* **What you need to do**
Print out the entries exactly, and include each one.

* **Supplied data**
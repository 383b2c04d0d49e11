use crate::config::SchedulerConfig;
use crate::constraints::{self, Verdict};
use crate::data::{Assignment, Classroom, Course, Day, ScheduleRequest, ScheduleResult, Slot};
use crate::days::day_order;
use crate::enrollment::EnrollmentIndex;
use crate::error::ConfigError;
use crate::ledger::{self, ViolationLedger};
use crate::priority::prioritize;
use crate::rooms::{RoomChoice, select_classroom};
use crate::state::{RoomUsage, SlotTable, StudentHistory};
use log::{debug, info, trace};
use std::time::Instant;

/// Read-only view of one generation run, shared with the allocation strategy.
#[derive(Debug)]
pub struct Problem<'a> {
    pub config: &'a SchedulerConfig,
    pub classrooms: &'a [Classroom],
    pub index: &'a EnrollmentIndex,
    /// Courses in processing order, with their enrollment counts.
    pub order: Vec<(&'a Course, usize)>,
}

/// What a strategy hands back: the committed placements and its ledger.
#[derive(Debug, Default)]
pub struct Allocation {
    pub assignments: Vec<Assignment>,
    pub ledger: ViolationLedger,
}

/// Turns a prepared problem into placements.
pub trait AllocationStrategy {
    fn allocate(&self, problem: &Problem<'_>) -> Allocation;
}

/// Single pass, first feasible placement wins, no backtracking.
#[derive(Debug, Clone, Copy, Default)]
pub struct GreedyAllocator;

impl AllocationStrategy for GreedyAllocator {
    fn allocate(&self, problem: &Problem<'_>) -> Allocation {
        let mut run = GreedyRun::new(problem);
        for &(course, size) in &problem.order {
            match run.find_placement(course, size) {
                Some(placement) => run.commit(course, placement),
                None => {
                    debug!("Course {} ({}) left unassigned.", course.code, course.id);
                    run.ledger.record_unassigned(course);
                }
            }
        }
        Allocation {
            assignments: run.assignments,
            ledger: run.ledger,
        }
    }
}

#[derive(Debug, Clone, Copy)]
struct Placement {
    day: Day,
    slot: Slot,
    verdict: Verdict,
    room: RoomChoice,
}

/// Mutable state of one greedy pass; dropped when the pass ends.
struct GreedyRun<'p, 'a> {
    problem: &'p Problem<'a>,
    slots: SlotTable,
    history: StudentHistory,
    usage: RoomUsage,
    ledger: ViolationLedger,
    assignments: Vec<Assignment>,
}

impl<'p, 'a> GreedyRun<'p, 'a> {
    fn new(problem: &'p Problem<'a>) -> Self {
        Self {
            problem,
            slots: SlotTable::new(problem.config.num_days, problem.config.slots_per_day),
            history: StudentHistory::default(),
            usage: RoomUsage::default(),
            ledger: ViolationLedger::default(),
            assignments: Vec::with_capacity(problem.order.len()),
        }
    }

    fn find_placement(&self, course: &Course, size: usize) -> Option<Placement> {
        let config = self.problem.config;
        let required = u32::try_from(size).unwrap_or(u32::MAX);

        for day in day_order(&self.slots, &config.optimization) {
            for slot in 1..=config.slots_per_day {
                if self.slots.is_occupied(day, slot) {
                    continue;
                }

                let verdict = constraints::evaluate(
                    day,
                    slot,
                    self.problem.index.students_of(course.id),
                    &self.history,
                    &config.relaxations,
                    &self.ledger,
                );
                if let Verdict::Rejected(reason) = verdict {
                    trace!("Course {} rejected at ({}, {}): {:?}", course.id, day, slot, reason);
                    continue;
                }

                let Some(room) = select_classroom(
                    self.problem.classrooms,
                    required,
                    &self.usage,
                    config.optimization.minimize_rooms_used,
                    &config.relaxations,
                ) else {
                    trace!(
                        "No classroom for course {} ({} seats) at ({}, {})",
                        course.id, required, day, slot
                    );
                    continue;
                };

                return Some(Placement {
                    day,
                    slot,
                    verdict,
                    room,
                });
            }
        }
        None
    }

    fn commit(&mut self, course: &Course, placement: Placement) {
        let Placement {
            day,
            slot,
            verdict,
            room,
        } = placement;

        self.slots.occupy(day, slot, course.id);
        self.usage.bump(room.classroom_id);

        if let Verdict::Accepted {
            consecutive,
            three_per_day,
        } = verdict
        {
            if consecutive {
                self.ledger.record_consecutive();
            }
            if three_per_day {
                self.ledger.record_three_per_day();
            }
        }
        if room.overflow {
            self.ledger.record_capacity_overflow();
        }

        for student in self.problem.index.students_of(course.id) {
            self.history.record(student, day, slot);
        }

        let violation = verdict.slot_violation();
        debug!(
            "Placed course {} on day {} slot {} in room {}{}",
            course.code,
            day,
            slot,
            room.classroom_id,
            match violation.as_tag() {
                Some(tag) => format!(" [{}]", tag),
                None => String::new(),
            }
        );
        self.assignments.push(Assignment {
            course_id: course.id,
            classroom_id: room.classroom_id,
            day,
            slot,
            violation,
        });
    }
}

/// Generates an exam schedule with the greedy strategy.
pub fn solve(input: &ScheduleRequest) -> Result<ScheduleResult, ConfigError> {
    solve_with(&GreedyAllocator, input)
}

/// Generates an exam schedule with any allocation strategy.
pub fn solve_with<S: AllocationStrategy>(
    strategy: &S,
    input: &ScheduleRequest,
) -> Result<ScheduleResult, ConfigError> {
    input.config.validate()?;
    let start_time = Instant::now();

    info!(
        "Scheduling {} courses into {} days x {} slots with {} classrooms...",
        input.courses.len(),
        input.config.num_days,
        input.config.slots_per_day,
        input.classrooms.len()
    );
    if input.courses.len() > input.config.total_slots() {
        info!(
            "Only {} global slots for {} courses; some will stay unassigned.",
            input.config.total_slots(),
            input.courses.len()
        );
    }

    // lookups
    let index = EnrollmentIndex::build(&input.courses, &input.students, &input.enrollments);
    let order = prioritize(&input.courses, &index, &input.config.optimization);

    let problem = Problem {
        config: &input.config,
        classrooms: &input.classrooms,
        index: &index,
        order,
    };
    let Allocation {
        assignments,
        ledger,
    } = strategy.allocate(&problem);

    let result = ledger::assemble(assignments, ledger);
    info!(
        "Placed {}/{} courses in {:.2?} ({} violations, feasible: {})",
        result.assignments.len(),
        input.courses.len(),
        start_time.elapsed(),
        result.total_violations(),
        result.is_feasible
    );
    Ok(result)
}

* **Answer below**
repository 383b2c04d0d49e11
use crate::config::SchedulerConfig;
use crate::constraints::{self, Verdict};
use crate::data::{Assignment, Classroom, Course, Day, ScheduleRequest, ScheduleResult, Slot};
use crate::days::day_order;
use crate::enrollment::EnrollmentIndex;
use crate::error::ConfigError;
use crate::ledger::{self, ViolationLedger};
use crate::priority::prioritize;
use crate::rooms::{RoomChoice, select_classroom};
use crate::state::{RoomUsage, SlotTable, StudentHistory};
use log::{debug, info, trace};
use std::time::Instant;

/// Read-only view of one generation run, shared with the allocation strategy.
#[derive(Debug)]
pub struct Problem<'a> {
    pub config: &'a SchedulerConfig,
    pub classrooms: &'a [Classroom],
    pub index: &'a EnrollmentIndex,
    /// Courses in processing order, with their enrollment counts.
    pub order: Vec<(&'a Course, usize)>,
}

/// What a strategy hands back: the committed placements and its ledger.
#[derive(Debug, Default)]
pub struct Allocation {
    pub assignments: Vec<Assignment>,
    pub ledger: ViolationLedger,
}

/// Turns a prepared problem into placements.
pub trait AllocationStrategy {
    fn allocate(&self, problem: &Problem<'_>) -> Allocation;
}

/// Single pass, first feasible placement wins, no backtracking.
#[derive(Debug, Clone, Copy, Default)]
pub struct GreedyAllocator;

impl AllocationStrategy for GreedyAllocator {
    fn allocate(&self, problem: &Problem<'_>) -> Allocation {
        let mut run = GreedyRun::new(problem);
        for &(course, size) in &problem.order {
            match run.find_placement(course, size) {
                Some(placement) => run.commit(course, placement),
                None => {
                    debug!("Course {} ({}) left unassigned.", course.code, course.id);
                    run.ledger.record_unassigned(course);
                }
            }
        }
        Allocation {
            assignments: run.assignments,
            ledger: run.ledger,
        }
    }
}

#[derive(Debug, Clone, Copy)]
struct Placement {
    day: Day,
    slot: Slot,
    verdict: Verdict,
    room: RoomChoice,
}

/// Mutable state of one greedy pass; dropped when the pass ends.
struct GreedyRun<'p, 'a> {
    problem: &'p Problem<'a>,
    slots: SlotTable,
    history: StudentHistory,
    usage: RoomUsage,
    ledger: ViolationLedger,
    assignments: Vec<Assignment>,
}

impl<'p, 'a> GreedyRun<'p, 'a> {
    fn new(problem: &'p Problem<'a>) -> Self {
        Self {
            problem,
            slots: SlotTable::new(problem.config.num_days, problem.config.slots_per_day),
            history: StudentHistory::default(),
            usage: RoomUsage::default(),
            ledger: ViolationLedger::default(),
            assignments: Vec::with_capacity(problem.order.len()),
        }
    }

    fn find_placement(&self, course: &Course, size: usize) -> Option<Placement> {
        let config = self.problem.config;
        let required = u32::try_from(size).unwrap_or(u32::MAX);

        for day in day_order(&self.slots, &config.optimization) {
            for slot in 1..=config.slots_per_day {
                if self.slots.is_occupied(day, slot) {
                    continue;
                }

                let verdict = constraints::evaluate(
                    day,
                    slot,
                    self.problem.index.students_of(course.id),
                    &self.history,
                    &config.relaxations,
                    &self.ledger,
                );
                if let Verdict::Rejected(reason) = verdict {
                    trace!("Course {} rejected at ({}, {}): {:?}", course.id, day, slot, reason);
                    continue;
                }

                let Some(room) = select_classroom(
                    self.problem.classrooms,
                    required,
                    &self.usage,
                    config.optimization.minimize_rooms_used,
                    &config.relaxations,
                ) else {
                    trace!(
                        "No classroom for course {} ({} seats) at ({}, {})",
                        course.id, required, day, slot
                    );
                    continue;
                };

                return Some(Placement {
                    day,
                    slot,
                    verdict,
                    room,
                });
            }
        }
        None
    }

    fn commit(&mut self, course: &Course, placement: Placement) {
        let Placement {
            day,
            slot,
            verdict,
            room,
        } = placement;

        self.slots.occupy(day, slot, course.id);
        self.usage.bump(room.classroom_id);

        if let Verdict::Accepted {
            consecutive,
            three_per_day,
        } = verdict
        {
            if consecutive {
                self.ledger.record_consecutive();
            }
            if three_per_day {
                self.ledger.record_three_per_day();
            }
        }
        if room.overflow {
            self.ledger.record_capacity_overflow();
        }

        for student in self.problem.index.students_of(course.id) {
            self.history.record(student, day, slot);
        }

        let violation = verdict.slot_violation();
        debug!(
            "Placed course {} on day {} slot {} in room {}{}",
            course.code,
            day,
            slot,
            room.classroom_id,
            match violation.as_tag() {
                Some(tag) => format!(" [{}]", tag),
                None => String::new(),
            }
        );
        self.assignments.push(Assignment {
            course_id: course.id,
            classroom_id: room.classroom_id,
            day,
            slot,
            violation,
        });
    }
}

/// Generates an exam schedule with the greedy strategy.
pub fn solve(input: &ScheduleRequest) -> Result<ScheduleResult, ConfigError> {
    solve_with(&GreedyAllocator, input)
}

/// Generates an exam schedule with any allocation strategy.
pub fn solve_with<S: AllocationStrategy>(
    strategy: &S,
    input: &ScheduleRequest,
) -> Result<ScheduleResult, ConfigError> {
    input.config.validate()?;
    let start_time = Instant::now();

    info!(
        "Scheduling {} courses into {} days x {} slots with {} classrooms...",
        input.courses.len(),
        input.config.num_days,
        input.config.slots_per_day,
        input.classrooms.len()
    );
    if input.courses.len() > input.config.total_slots() {
        info!(
            "Only {} global slots for {} courses; some will stay unassigned.",
            input.config.total_slots(),
            input.courses.len()
        );
    }

    // lookups
    let index = EnrollmentIndex::build(&input.courses, &input.students, &input.enrollments);
    let order = prioritize(&input.courses, &index, &input.config.optimization);

    let problem = Problem {
        config: &input.config,
        classrooms: &input.classrooms,
        index: &index,
        order,
    };
    let Allocation {
        assignments,
        ledger,
    } = strategy.allocate(&problem);

    let result = ledger::assemble(assignments, ledger);
    info!(
        "Placed {}/{} courses in {:.2?} ({} violations, feasible: {})",
        result.assignments.len(),
        input.courses.len(),
        start_time.elapsed(),
        result.total_violations(),
        result.is_feasible
    );
    Ok(result)
}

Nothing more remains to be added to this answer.